Simone Emmanuello

Personal information
- Date of birth: 25 April 1994 (age 32)
- Place of birth: Chieri, Italy
- Height: 1.88 m (6 ft 2 in)
- Position: Midfielder

Team information
- Current team: Pontedera
- Number: 7

Youth career
- Juventus

Senior career*
- Years: Team / Apps / (Gls)
- 2014–2018: Atalanta / 0 / (0)
- 2014–2017: → Pro Vercelli (loan) / 71 / (6)
- 2017: → Perugia (loan) / 7 / (0)
- 2018: → Cesena (loan) / 6 / (0)
- 2018–2019: Juventus U23 / 17 / (0)
- 2019–2026: Pro Vercelli / 122 / (5)
- 2019–2020: → Vicenza (loan) / 7 / (0)
- 2026–: Pontedera / 9 / (0)

International career
- 2010–2011: Italy U-17 / 11 / (1)
- 2011: Italy U-18 / 1 / (0)
- 2012: Italy U-19 / 1 / (0)
- 2015: Italy U-20 / 2 / (1)

= Simone Emmanuello =

Italian footballer (born 1994)

Simone Emmanuello (born 25 April 1994) is an Italian professional footballer who plays as a midfielder for club Pontedera.

==Career==
===Juventus===
Emmanuello was a youth product of Juventus. He was an overage player for the under-19 youth team in the first half of 2013–14 season.

===Atalanta===
On 31 January 2014 Juventus swapped half of the registration rights of Emmanuello (for €1.5 million price tag) with the 50% rights of Davide Cais (for €1.54 million), The deals made Juventus register a profit of about €1.5 million in the 2013–14 season (a potential profit of €1.5 million would be registered in the future season) and about €3.1 million in Atlanta's 2014 financial year (a potential loss of €1.54 million would be registered in the future season), despite the increase was in terms of intangible assets. Emmanuello immediately left for Pro Vercelli.

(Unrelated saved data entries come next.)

use sqlx::postgres::{PgPool, PgPoolOptions};

use crate::config::DatabaseConfig;

/// Type alias for the PostgreSQL connection pool
pub type DbPool = PgPool;

/// Creates a new database connection pool with the provided configuration
pub async fn create_pool(config: &DatabaseConfig) -> Result<DbPool, sqlx::Error> {
    log::info!("Connecting to database...");

    let pool = PgPoolOptions::new()
        .max_connections(config.max_connections)
        .min_connections(config.min_connections)
        .acquire_timeout(config.acquire_timeout)
        .idle_timeout(Some(config.idle_timeout))
        .max_lifetime(Some(config.max_lifetime))
        .after_connect(|conn, _meta| {
            Box::pin(async move {
                // Set timezone to UTC for all connections
                sqlx::query("SET timezone = 'UTC'").execute(conn).await?;
                Ok(())
            })
        })
        .connect(&config.url)
        .await?;

    log::info!(
        "Database connection pool established (max: {}, min: {})",
        config.max_connections,
        config.min_connections
    );

    Ok(pool)
}

/// Runs all pending database migrations
pub async fn run_migrations(pool: &DbPool) -> Result<(), sqlx::migrate::MigrateError> {
    log::info!("Running database migrations...");

    sqlx::migrate!("./migrations").run(pool).await?;

    log::info!("Database migrations completed successfully");
    Ok(())
}

/// Performs a health check on the database connection
pub async fn health_check(pool: &DbPool) -> bool {
    sqlx::query("SELECT 1").execute(pool).await.is_ok()
}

On 24 June 2015 Atlanta bought Emmanuello outright for another €800,000, with Cais moved to Juventus also for €800,000.

====Pro Vercelli (loan)====
On 31 January 2014 Emmanuello was signed by Piedmontese club Pro Vercelli in a temporary deal, re-joining Juventus team-mate Giuseppe Ruggiero.

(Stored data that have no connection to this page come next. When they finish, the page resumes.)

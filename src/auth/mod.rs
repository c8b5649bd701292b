pub mod identity;
pub mod session;

pub use identity::{Identity, ResolvedIdentity};
pub use session::{
    clear_session, get_user_id_from_session, set_user_session, AuthenticatedUser,
};
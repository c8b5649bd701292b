use chrono::{DateTime, Utc};
use serde::Serialize;
use sqlx::FromRow;
use uuid::Uuid;

/// A saved question/answer pair belonging to an authenticated user
#[derive(Debug, Clone, FromRow, Serialize)]
pub struct Question {
    pub id: Uuid,
    pub user_id: i32,
    pub question: String,
    pub answer: String,
    pub created_at: DateTime<Utc>,
}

Pro Vercelli won promotion back to Serie B in 2014. In June 2014 the loan and co-ownership were renewed. Emmanuello remained in Pro Vercelli for 2014–15 season. In June 2015 Emmanuello joined Atalanta outright. He remained in Vercelli again for 2015–16 season, as no.14 of the first team.

====Perugia & Cesena (loan)====
On 25 July 2017, he joined Serie B club Perugia on loan.

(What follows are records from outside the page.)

use chrono::{DateTime, Utc};
use sqlx::PgPool;

use crate::error::AppResult;

/// Counter columns of one account row, as read in a single point query
#[derive(Debug, Clone, Copy, sqlx::FromRow)]
pub struct AccountCounter {
    pub questions_count: i32,
    pub last_questions_reset: DateTime<Utc>,
    pub is_paid_user: bool,
}

/// Per-account question-counter persistence.
///
/// All operations are single-row reads/updates on the users table. The
/// increment is a plain `count + 1` with no locking or compare-and-swap:
/// concurrent submissions from the same account may lose an update, which is
/// accepted looseness for this counter.
pub struct CounterStore;

impl CounterStore {
    /// Reads the counter state for an account
    pub async fn read(pool: &PgPool, account_id: i32) -> AppResult<AccountCounter> {
        let counter = sqlx::query_as::<_, AccountCounter>(
            r#"
            SELECT questions_count, last_questions_reset, is_paid_user
            FROM users
            WHERE id = $1
            "#,
        )
        .bind(account_id)
        .fetch_one(pool)
        .await?;

        Ok(counter)
    }

    /// Increments the stored counter by one
    pub async fn increment(pool: &PgPool, account_id: i32) -> AppResult<()> {
        sqlx::query(
            r#"
            UPDATE users
            SET questions_count = questions_count + 1
            WHERE id = $1
            "#,
        )
        .bind(account_id)
        .execute(pool)
        .await?;

        Ok(())
    }

    /// Zeroes the counter and starts a fresh window at `now`
    pub async fn reset(pool: &PgPool, account_id: i32) -> AppResult<()> {
        sqlx::query(
            r#"
            UPDATE users
            SET questions_count = 0,
                last_questions_reset = NOW()
            WHERE id = $1
            "#,
        )
        .bind(account_id)
        .execute(pool)
        .await?;

        Ok(())
    }

    /// Lazy physical reset followed by the increment for the submission that
    /// triggered it: the elapsed window starts over with one question used.
    pub async fn reset_and_increment(pool: &PgPool, account_id: i32) -> AppResult<()> {
        sqlx::query(
            r#"
            UPDATE users
            SET questions_count = 1,
                last_questions_reset = NOW()
            WHERE id = $1
            "#,
        )
        .bind(account_id)
        .execute(pool)
        .await?;

        Ok(())
    }
}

For the next season, on 11 January 2018, he was loaned Serie B club Cesena.

===Juventus second spell===
In August 2018 Emmanuello was re-signed by his mother club Juventus, however, for their B team Juventus Under 23 only. He received his first competitive call-up for the team in 2018–19 Coppa Italia Serie C on 20 August. Emmanuello made his league debut against Alessandria on 16 September. As Juventus B also used Stadio Giuseppe Moccagatta as their home stadium, the match was also a local derby.

===Return to Pro Vercelli===
On 31 January 2019, his rights were sold by Juventus to Pro Vercelli as part of Erik Gerbi's deal.

====Loan to Vicenza====
On 11 July 2019, he joined Vicenza on loan. On 31 January 2020, the loan was terminated by Pro Vercelli.